De bedoeling van de apostel in dit gedeelte van het hoofdstuk is aan te tonen het grote verschil tussen de rechtvaardigheid van de wet en de rechtvaardigheid uit het geloof, en de grote uitnemendheid van de rechtvaardigheid uit het geloof boven de rechtvaardigheid der wet. Daardoor wenst hij de Joden te overtuigen en te bewegen om in Christus te geloven, en de dwaasheid en de zonde van hen die dat weigeren, in het volle licht te stellen; terwijl God gerechtvaardigd wordt in de verwerping van hen die het weigeren.
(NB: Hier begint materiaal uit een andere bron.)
//! Callback lists shared by the watchers.

/// Ordered list of subscriber callbacks.
///
/// Once closed, the list drops its callbacks and silently ignores new ones.
pub struct Subscribers<F: ?Sized> {
    callbacks: Vec<Box<F>>,
    closed: bool,
}

impl<F: ?Sized> Subscribers<F> {
    pub fn new() -> Self {
        Self {
            callbacks: Vec::new(),
            closed: false,
        }
    }

    /// Append a callback. Returns `false` if the list is closed.
    pub fn add(&mut self, callback: Box<F>) -> bool {
        if self.closed {
            return false;
        }
        self.callbacks.push(callback);
        true
    }

    pub fn iter_mut(&mut self) -> impl Iterator<Item = &mut Box<F>> {
        self.callbacks.iter_mut()
    }

    /// Drop every callback and refuse new ones.
    pub fn close(&mut self) {
        self.closed = true;
        self.callbacks.clear();
    }

    pub fn is_closed(&self) -> bool {
        self.closed
    }

    pub fn len(&self) -> usize {
        self.callbacks.len()
    }

    pub fn is_empty(&self) -> bool {
        self.callbacks.is_empty()
    }
}

impl<F: ?Sized> Default for Subscribers<F> {
    fn default() -> Self {
        Self::new()
    }
}
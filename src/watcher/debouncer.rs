//! Debouncing of file change events.
//!
//! Editors and formatters often write a file several times in quick
//! succession. Added/changed events are held until their key has been quiet
//! for the configured duration, then released once.

use std::collections::HashMap;
use std::hash::Hash;
use std::time::{Duration, Instant};

/// Debounces events by key.
///
/// Records change timestamps and returns keys that have been stable
/// for the configured duration.
#[derive(Debug)]
pub struct Debouncer<K> {
    /// Pending changes: key -> last change timestamp.
    pending: HashMap<K, Instant>,
    /// How long a key must be stable before processing.
    duration: Duration,
}

impl<K: Eq + Hash + Clone> Debouncer<K> {
    /// Create a new debouncer with the given duration in milliseconds.
    pub fn new(debounce_ms: u64) -> Self {
        Self {
            pending: HashMap::new(),
            duration: Duration::from_millis(debounce_ms),
        }
    }

    /// Zero duration means events pass straight through.
    pub fn is_immediate(&self) -> bool {
        self.duration.is_zero()
    }

    /// Record a change event, resetting the timer for this key.
    pub fn record(&mut self, key: K) {
        self.pending.insert(key, Instant::now());
    }

    /// Forget a key (e.g. when its file is deleted).
    pub fn remove(&mut self, key: &K) -> bool {
        self.pending.remove(key).is_some()
    }

    /// Drop every pending key.
    pub fn clear(&mut self) {
        self.pending.clear();
    }

    /// Take all keys that have been stable for the debounce duration.
    pub fn take_ready(&mut self) -> Vec<K> {
        let now = Instant::now();
        let mut ready = Vec::new();

        self.pending.retain(|key, last_change| {
            if now.duration_since(*last_change) >= self.duration {
                ready.push(key.clone());
                false
            } else {
                true
            }
        });

        ready
    }

    pub fn has_pending(&self) -> bool {
        !self.pending.is_empty()
    }

    pub fn pending_count(&self) -> usize {
        self.pending.len()
    }
}
//! Issue sink seam.
//!
//! The sink consumes diagnostics keyed by path. An empty message list clears
//! the diagnostics for that path.

use std::collections::HashMap;
use std::path::{Path, PathBuf};

use parking_lot::Mutex;
use serde::{Deserialize, Serialize};

use crate::engine::{Issue, Severity};

/// Location of a message: file plus `[[start_row, start_col], [end_row, end_col]]`.
#[derive(Debug, Clone, PartialEq, Eq, Serialize, Deserialize)]
pub struct MessageLocation {
    pub file: PathBuf,
    pub position: [[u32; 2]; 2],
}

/// A diagnostic in the shape hosts display.
#[derive(Debug, Clone, PartialEq, Eq, Serialize, Deserialize)]
pub struct Message {
    pub severity: Severity,
    pub location: MessageLocation,
    pub excerpt: String,
}

impl Message {
    pub fn from_issue(file: &Path, issue: &Issue) -> Self {
        let loc = issue.location;
        Self {
            severity: issue.severity,
            location: MessageLocation {
                file: file.to_path_buf(),
                position: [[loc.row_start, loc.col_start], [loc.row_end, loc.col_end]],
            },
            excerpt: format!("Type: {}; {}", issue.kind, issue.message),
        }
    }
}

/// Convert an engine issue list into sink messages for `file`.
pub fn messages_for(file: &Path, issues: &[Issue]) -> Vec<Message> {
    issues
        .iter()
        .map(|issue| Message::from_issue(file, issue))
        .collect()
}

/// Consumer of computed diagnostics.
pub trait IssueSink: Send + Sync {
    fn set_messages(&self, path: &Path, messages: Vec<Message>);

    /// Release the sink. Called once, last, during orchestrator shutdown.
    fn dispose(&self);
}

#[derive(Debug, Default)]
struct MemoryState {
    latest: HashMap<PathBuf, Vec<Message>>,
    calls: Vec<(PathBuf, Vec<Message>)>,
    disposed: usize,
}

/// In-memory sink keeping the latest messages per path and a call log.
#[derive(Debug, Default)]
pub struct MemorySink {
    state: Mutex<MemoryState>,
}

impl MemorySink {
    pub fn new() -> Self {
        Self::default()
    }

    /// Latest messages for `path`, `None` if never reported.
    pub fn messages(&self, path: &Path) -> Option<Vec<Message>> {
        self.state.lock().latest.get(path).cloned()
    }

    /// Paths whose latest message list is non-empty.
    pub fn paths_with_messages(&self) -> Vec<PathBuf> {
        let state = self.state.lock();
        let mut paths: Vec<PathBuf> = state
            .latest
            .iter()
            .filter(|(_, messages)| !messages.is_empty())
            .map(|(path, _)| path.clone())
            .collect();
        paths.sort();
        paths
    }

    /// Every `set_messages` call in order.
    pub fn calls(&self) -> Vec<(PathBuf, Vec<Message>)> {
        self.state.lock().calls.clone()
    }

    /// `set_messages` calls made for `path`.
    pub fn calls_for(&self, path: &Path) -> Vec<Vec<Message>> {
        self.state
            .lock()
            .calls
            .iter()
            .filter(|(p, _)| p == path)
            .map(|(_, messages)| messages.clone())
            .collect()
    }

    pub fn clear_calls(&self) {
        self.state.lock().calls.clear();
    }

    pub fn dispose_count(&self) -> usize {
        self.state.lock().disposed
    }
}

impl IssueSink for MemorySink {
    fn set_messages(&self, path: &Path, messages: Vec<Message>) {
        crate::debug_event!("sink", "messages", "{} ({})", path.display(), messages.len());
        let mut state = self.state.lock();
        state.calls.push((path.to_path_buf(), messages.clone()));
        state.latest.insert(path.to_path_buf(), messages);
    }

    fn dispose(&self) {
        let mut state = self.state.lock();
        state.latest.clear();
        state.disposed += 1;
    }
}
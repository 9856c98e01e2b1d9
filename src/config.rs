//! Orchestrator settings.
//!
//! Layered with figment:
//! - Default values
//! - Optional TOML file
//! - Environment variable overrides
//!
//! # Environment Variables
//!
//! Environment variables must be prefixed with `RAPTURE_LINT_` and use double
//! underscores to separate nested levels:
//! - `RAPTURE_LINT_DEBOUNCE_MS=0` sets `debounce_ms`
//! - `RAPTURE_LINT_LOGGING__DEFAULT=debug` sets `logging.default`
//!
//! These settings configure the orchestrator itself. The per-project file
//! that declares sessions and rules is modelled in [`crate::configuration`].

use figment::{
    Figment,
    providers::{Env, Format, Serialized, Toml},
};
use serde::{Deserialize, Serialize};
use std::collections::HashMap;
use std::path::Path;

use crate::error::ConfigError;

const ENV_PREFIX: &str = "RAPTURE_LINT_";

#[derive(Debug, Deserialize, Serialize, Clone, PartialEq)]
pub struct Settings {
    /// File name of the per-project configuration, looked up in each root
    #[serde(default = "default_config_file_name")]
    pub config_file_name: String,

    /// Quiet period before an added/changed file is read; 0 reads immediately
    #[serde(default = "default_debounce_ms")]
    pub debounce_ms: u64,

    /// How often the event loop flushes debounced events
    #[serde(default = "default_tick_ms")]
    pub tick_ms: u64,

    /// Follow symlinks during the initial directory scan
    #[serde(default)]
    pub follow_links: bool,

    /// Logging configuration
    #[serde(default)]
    pub logging: LoggingConfig,
}

#[derive(Debug, Deserialize, Serialize, Clone, PartialEq)]
pub struct LoggingConfig {
    /// Default level for every target
    #[serde(default = "default_log_level")]
    pub default: String,

    /// Per-target overrides, e.g. `rapture_lint::project = "debug"`
    #[serde(default)]
    pub modules: HashMap<String, String>,
}

fn default_config_file_name() -> String {
    ".rapturelintrc".to_string()
}
fn default_debounce_ms() -> u64 {
    50
}
fn default_tick_ms() -> u64 {
    25
}
fn default_log_level() -> String {
    "warn".to_string()
}

impl Default for Settings {
    fn default() -> Self {
        Self {
            config_file_name: default_config_file_name(),
            debounce_ms: default_debounce_ms(),
            tick_ms: default_tick_ms(),
            follow_links: false,
            logging: LoggingConfig::default(),
        }
    }
}

impl Default for LoggingConfig {
    fn default() -> Self {
        Self {
            default: default_log_level(),
            modules: HashMap::new(),
        }
    }
}

impl Settings {
    /// Load settings from defaults and environment only.
    pub fn from_env() -> Result<Self, ConfigError> {
        Self::figment(None)
            .extract()
            .map_err(|e| ConfigError::Settings(Box::new(e)))
    }

    /// Load settings from a TOML file layered between defaults and environment.
    pub fn load_from(path: impl AsRef<Path>) -> Result<Self, ConfigError> {
        Self::figment(Some(path.as_ref()))
            .extract()
            .map_err(|e| ConfigError::Settings(Box::new(e)))
    }

    fn figment(path: Option<&Path>) -> Figment {
        let mut figment = Figment::new().merge(Serialized::defaults(Settings::default()));
        if let Some(path) = path {
            figment = figment.merge(Toml::file(path));
        }
        // Double underscore separates nested levels, single underscores stay
        figment.merge(
            Env::prefixed(ENV_PREFIX).map(|key| key.as_str().to_lowercase().replace("__", ".").into()),
        )
    }

    /// Save current settings as TOML.
    pub fn save(&self, path: impl AsRef<Path>) -> Result<(), Box<dyn std::error::Error>> {
        if let Some(parent) = path.as_ref().parent() {
            std::fs::create_dir_all(parent)?;
        }

        let toml_string = toml::to_string_pretty(self)?;
        std::fs::write(path, toml_string)?;

        Ok(())
    }
}
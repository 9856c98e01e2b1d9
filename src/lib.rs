//! Live validation orchestrator.
//!
//! Tracks a set of project roots, loads each root's configuration file, and
//! keeps one validation session per declared session alive. Files matching
//! the configured globs are fed to the sessions from disk, unless an editor
//! buffer holds the path, in which case the buffer text wins until it closes.
//! Results flow to an [`IssueSink`].

pub mod config;
pub mod configuration;
pub mod engine;
pub mod error;
pub mod logging;
pub mod project;
pub mod runtime;
pub mod sink;
pub mod watcher;

pub use config::{LoggingConfig, Settings};
pub use configuration::Configuration;
pub use engine::json::{JsonEngine, json_rules};
pub use engine::{
    ArtifactContext, ContextObserver, Issue, IssueLocation, Rule, RuleEngine, RuleRegistry,
    RuleResolver, Session, Severity,
};
pub use error::{ConfigError, EngineError, ReconcileError};
pub use project::{BufferId, EditorEvent, ProjectManager};
pub use runtime::{HostEvent, Orchestrator, OrchestratorBuilder, OrchestratorHandle};
pub use sink::{IssueSink, MemorySink, Message, MessageLocation};
pub use watcher::{FileContent, ManualBackend, NotifyBackend, WatchBackend, WatchError};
I. Paulus verzekert hier van zijn toegenegenheid tot de Joden en geeft er de reden voor op, vers 1, 2. Hij brengt hun een goeden wens en geeft hun een goed getuigenis.

1. Een goede wens, vers 1; hij wenst dat zij zalig worden mogen; gered van hun tijdelijke ondergang die over hen stond te komen; gered van de toekomstige toorn, de eeuwigen toorn, die hun boven het hoofd hing. In dezen wens ligt opgesloten de begeerte, dat zij mogen overtuigd en bekeerd worden; hij kon niet in het geloof bidden dat zij in hun ongeloof mochten gered worden. Ofschoon Paulus tegen hen predikte, bad hij nochtans voor hen. Hierin was hij barmhartig, gelijk God is; die niet wil dat enigen zullen verloren gaan, 2 Petrus 3:9, en de dood des zondaars niet begeert. Het is onze plicht getrouw en ernstig te verlangen naar de zaliging der zielen van anderen, dadelijk na de zaligmaking van onze eigen zielen. Dit, zegt hij, was de toegenegenheid zijns harten en het gebed, dat hij tot God voor hen deed. Dat wijst op:

A. De kracht en oprechtheid van zijn begeerte. Het was de begeerte, de toegenegenheid zijns harten. Dat was geen zinledige uitdrukking, zoals de wensen van velen dikwijls alleen in de mond liggen, maar een werkelijk verlangen. Het was zijn begeerte alvorens het zijn gebed werd. De begeerte des harten is de ziel van het gebed. Koele begeerten kunnen niet anders dan afwijzing vragen; wij moeten in elk gebed geheel onze ziel uitstorten en uitademen.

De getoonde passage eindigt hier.